Свиридов поднялся, заходил по маленькому залу.
– Так. Ну, уже что-то. Значит, с ключа могли сделать копию.
Ицхак Шейман на стуле охнул и схватился за грудь. Свиридов даже не остановился.
– В лавке работают четверо: вы сами, – только тут он обернулся на хозяина магазина, – ваши сыновья, Лейб и Меир Ицхаковичи, и племянник вашей жены Симонович. И каждый из них весь свой день имеет в распоряжении ключ от сейфа. Да не стенайте вы так, совсем не обязательно, что кто-то из них вас ограбил. Мало ли ловкачей.
– А что? – откликнулся Федька Мальчик. – А очень даже запросто. У меня вот случай был. Купчина один ключ от лавки всегда на пузе носил, на цепке, заместо часов. Так я в коробку от папирос воска натопил, прижался к нему на рынке на един момент – и вот он у меня, точный отпечаток его ключика. Не надо так смотреть на меня, за тот случай я свое уже отстрадал!
Но эти слова не очень успокоили Ицхака Эфраимовича. Тот по-прежнему сидел, держась за сердце и полуприкрыв глаза, и часто дышал. Свиридов кивнул Мальчику – свободен, мол. Когда за Федькой закрылась дверь, он подошел к ювелиру, сел на стул напротив.

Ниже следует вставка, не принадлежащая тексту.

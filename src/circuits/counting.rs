// src/circuits/counting.rs

//! Quantum counting: phase estimation over the Grover operator.
//!
//! A counting register of `p_count` qubits in uniform superposition controls
//! successive powers `G^(2^j)` of the Grover operator (counting qubit `j`
//! controls the `2^j`-th power), followed by an inverse Fourier transform on
//! the counting register and measurement. The measured integer `r` relates
//! to the marked-state fraction via the inversion implemented in
//! [`crate::metrics::estimate_marked_state_count`].

use std::f64::consts::PI;

use crate::circuits::oracle::grover_operator;
use crate::circuits::{Circuit, Gate, Register};

/// Inverse quantum Fourier transform on `register`, little-endian (qubit `j`
/// carries weight `2^j`), with the terminal swaps folded in. Exact inverse
/// of the textbook transform; no approximation cutoff.
pub fn inverse_qft(register: &Register) -> Vec<Gate> {
    let n = register.len();
    let mut gates = Vec::new();
    for i in 0..n / 2 {
        gates.push(Gate::Swap {
            a: register.qubit(i),
            b: register.qubit(n - 1 - i),
        });
    }
    for i in 0..n {
        for j in 0..i {
            gates.push(Gate::CPhase {
                control: register.qubit(j),
                target: register.qubit(i),
                theta: -PI / (1u64 << (i - j)) as f64,
            });
        }
        gates.push(Gate::H(register.qubit(i)));
    }
    gates
}

/// Builds the full counting circuit: uniform superposition on both
/// registers, the controlled-power ladder, inverse QFT and measurement of
/// the counting register. Counting outcomes decode directly (no bit
/// reversal), unlike search outcomes.
pub fn quantum_counting_circuit(
    n_qubits: usize,
    p_count: usize,
    valid_states: &[String],
) -> Circuit {
    let mut circuit = Circuit::new();
    let count = circuit.add_register("count", p_count);
    let search = circuit.add_register("search", n_qubits);

    for q in count.qubits() {
        circuit.h(q);
    }
    for q in search.qubits() {
        circuit.h(q);
    }

    let grover = grover_operator(&search, valid_states);
    for j in 0..p_count {
        circuit.controlled_power(count.qubit(j), grover.clone(), 1u32 << j);
    }

    circuit.append(inverse_qft(&count));
    circuit.measure(&count);
    circuit
}

#[cfg(test)]
mod tests {
    use super::*;

    #[test]
    fn single_qubit_inverse_qft_is_a_hadamard() {
        let mut circuit = Circuit::new();
        let reg = circuit.add_register("count", 1);
        assert_eq!(inverse_qft(&reg), vec![Gate::H(reg.qubit(0))]);
    }

    #[test]
    fn inverse_qft_gate_budget() {
        let mut circuit = Circuit::new();
        let reg = circuit.add_register("count", 4);
        let gates = inverse_qft(&reg);
        // 2 swaps + 6 controlled phases + 4 Hadamards
        assert_eq!(gates.len(), 12);
    }

    #[test]
    fn counting_circuit_builds_the_binary_exponent_ladder() {
        let circuit = quantum_counting_circuit(3, 4, &["101".to_string()]);
        let powers: Vec<u32> = circuit
            .gates()
            .iter()
            .filter_map(|g| match g {
                Gate::ControlledPower { power, .. } => Some(*power),
                _ => None,
            })
            .collect();
        assert_eq!(powers, vec![1, 2, 4, 8]);
        // Only the counting register is measured.
        assert_eq!(circuit.measurements().len(), 4);
    }
}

– Господин Шейман. Поговорите с родными. Если кто-то из них замешан в ограблении и если выясню это я – поедут по этапу за Урал. Не каторга, конечно, но в тюрьме тоже мало радости. Если же похититель покается и сам вернет украденное, дело можно будет прекратить без дальнейшего разбирательства и всяких последствий.